Sept. 8, 2021 – Early in the first episode, Sampson points to the crucial role the advertising industry has played in determing what is beautiful. The viewer is privy to a photo shoot, where we see an already very conventionally handsome male model subject to retouching. That adland has not just contributed to, but created, increasingly unattainable ideals of beauty and exported them globally is undeniable.

However, Sampson is clear: “I don’t blame advertising for what we face. I don’t blame social media, for what we face as a society. In many ways you can blame capitalism. But all those other industries, in some ways are just tools of a greater machine, and that greater machine is slowly over time changing.”  Equally as significant as the industry’s role in creating an impossible beauty ideal is the potential for ad land to dismantle that same standard.  Corporations have taken advantage of cracks in self esteem for profit. But, Sampson thinks, “over time, these organisations are growing a conscience on some level.”  That being said, when asked on whether he thinks we can ever truly dismantle beauty ideals, Sampson reflected that he’s “not certain that there’s a switch that we flick, and then that’s it, we’re off.”
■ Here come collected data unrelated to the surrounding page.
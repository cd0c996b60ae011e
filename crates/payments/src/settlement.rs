//! Payment settlement service.
//!
//! Enforces at-most-once settlement per order: the winning write is a
//! single conditional update guarded on `payment_status == pending`,
//! so two concurrent attempts can never both succeed.

use std::sync::Arc;
use std::time::Instant;

use catalog::CatalogStore;
use common::{Clock, Money, OrderId, SystemClock};
use orders::{
    Order, OrderPatch, OrderRepository, OrderStatus, PaymentMethod, PaymentStatus, UpdateGuard,
};
use serde::Serialize;

use crate::error::PaymentError;
use crate::gateway::{GatewayDecline, MockGateway};
use crate::validate::{FieldError, PaymentDetails, validate_details};

/// Result of a successful settlement.
#[derive(Debug, Clone, Serialize)]
pub struct Settlement {
    pub reference: String,
    pub amount: Money,
    pub method: PaymentMethod,
    pub status: &'static str,
    #[serde(skip)]
    pub order: Order,
}

/// Report returned by the pure pre-check endpoint.
#[derive(Debug, Clone, Serialize)]
pub struct ValidationReport {
    pub valid: bool,
    pub errors: Vec<FieldError>,
}

/// Service settling payments against orders.
pub struct SettlementService<R: OrderRepository, C: CatalogStore> {
    repo: R,
    catalog: C,
    gateway: MockGateway,
    clock: Arc<dyn Clock>,
}

impl<R: OrderRepository, C: CatalogStore> SettlementService<R, C> {
    /// Creates a settlement service with the default gateway and clock.
    pub fn new(repo: R, catalog: C) -> Self {
        Self::with_parts(repo, catalog, MockGateway::new(), Arc::new(SystemClock))
    }

    /// Creates a settlement service with injected gateway and clock.
    pub fn with_parts(repo: R, catalog: C, gateway: MockGateway, clock: Arc<dyn Clock>) -> Self {
        Self {
            repo,
            catalog,
            gateway,
            clock,
        }
    }

    /// Processes a payment for an order.
    ///
    /// On gateway failure the order is not touched at all, so the
    /// customer can retry with corrected details. On success exactly
    /// one attempt wins the conditional update; the loser observes
    /// `AlreadyPaid`.
    #[tracing::instrument(skip(self, details))]
    pub async fn process_payment(
        &self,
        order_id: OrderId,
        method: PaymentMethod,
        details: &PaymentDetails,
    ) -> Result<Settlement, PaymentError> {
        let started = Instant::now();

        let order = self
            .repo
            .find_by_id(order_id)
            .await?
            .ok_or(PaymentError::OrderNotFound(order_id))?;

        // Early checks; the conditional update below is the
        // authoritative one.
        if order.payment_status == PaymentStatus::Paid {
            return Err(PaymentError::AlreadyPaid);
        }
        if order.status.is_terminal() {
            return Err(PaymentError::OrderClosed {
                status: order.status,
            });
        }

        let approval = self
            .gateway
            .charge(method, details, order.total)
            .await
            .map_err(|decline| {
                metrics::counter!("payments_declined_total").increment(1);
                match decline {
                    GatewayDecline::Declined => PaymentError::Declined,
                    GatewayDecline::Expired => PaymentError::Expired,
                    GatewayDecline::MissingFields(errors) => PaymentError::MissingFields(errors),
                }
            })?;

        // Payment success advances a pending order to confirmed; an
        // order an admin already confirmed keeps its status. Guarding
        // on the observed status keeps a concurrent cancellation from
        // producing a paid cancelled order.
        let guard = UpdateGuard {
            status: Some(order.status),
            payment_status: Some(PaymentStatus::Pending),
        };
        let mut patch = OrderPatch {
            payment_status: Some(PaymentStatus::Paid),
            payment_method: Some(method),
            payment_reference: Some(approval.reference.clone()),
            paid_at: Some(self.clock.now()),
            ..OrderPatch::default()
        };
        if order.status == OrderStatus::Pending {
            patch.status = Some(OrderStatus::Confirmed);
        }

        let applied = self.repo.conditional_update(order_id, guard, patch).await?;
        if !applied {
            // Something won between our read and write; reload to say
            // what.
            let current = self
                .repo
                .find_by_id(order_id)
                .await?
                .ok_or(PaymentError::OrderNotFound(order_id))?;
            return Err(if current.payment_status == PaymentStatus::Paid {
                PaymentError::AlreadyPaid
            } else if current.status.is_terminal() {
                PaymentError::OrderClosed {
                    status: current.status,
                }
            } else {
                PaymentError::ConcurrentUpdate
            });
        }

        for item in &order.items {
            if let Err(e) = self
                .catalog
                .decrement_stock(&item.product_id, item.quantity)
                .await
            {
                tracing::warn!(
                    product_id = %item.product_id,
                    error = %e,
                    "stock decrement failed after settlement"
                );
            }
        }

        metrics::counter!("payments_settled_total").increment(1);
        metrics::histogram!("payment_settlement_duration_seconds")
            .record(started.elapsed().as_secs_f64());
        tracing::info!(%order_id, reference = %approval.reference, "payment settled");

        let order = self
            .repo
            .find_by_id(order_id)
            .await?
            .ok_or(PaymentError::OrderNotFound(order_id))?;

        Ok(Settlement {
            reference: approval.reference,
            amount: order.total,
            method,
            status: "completed",
            order,
        })
    }

    /// Pure pre-check of payment details; never mutates anything.
    pub fn validate(&self, method: PaymentMethod, details: &PaymentDetails) -> ValidationReport {
        let errors = validate_details(method, details, self.clock.now());
        ValidationReport {
            valid: errors.is_empty(),
            errors,
        }
    }
}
Part of a solution, according to scientific research discussed in the series, is increased diversity in media.

Increased diversity, Sampson explained, “has a dramatic impact on people’s body satisfaction”.

“I know some people will be infuriated by the film. I know some people will be offended, there’ll be people on both sides, because there’s a lot and it covers a lot of issues.”

However, “I also believe as a parent, our kids live in this world, they swim in that water all the time…they’re doing it at school, they’re doing it when we’re not around.”

“You cannot change at this stage, the structures and systems [of] the matrix that exists around us, it’s not a switch.”

The solution, then? Taking a magnifying glass not just to the psychological and culture development of beauty standards, but also to the very real effects of altering our bodies. Perhaps one of the boldest decision the show makes is showing very graphic scenes of surgery, including liposuction, a BBL (Brazilian butt lift), and a face lift.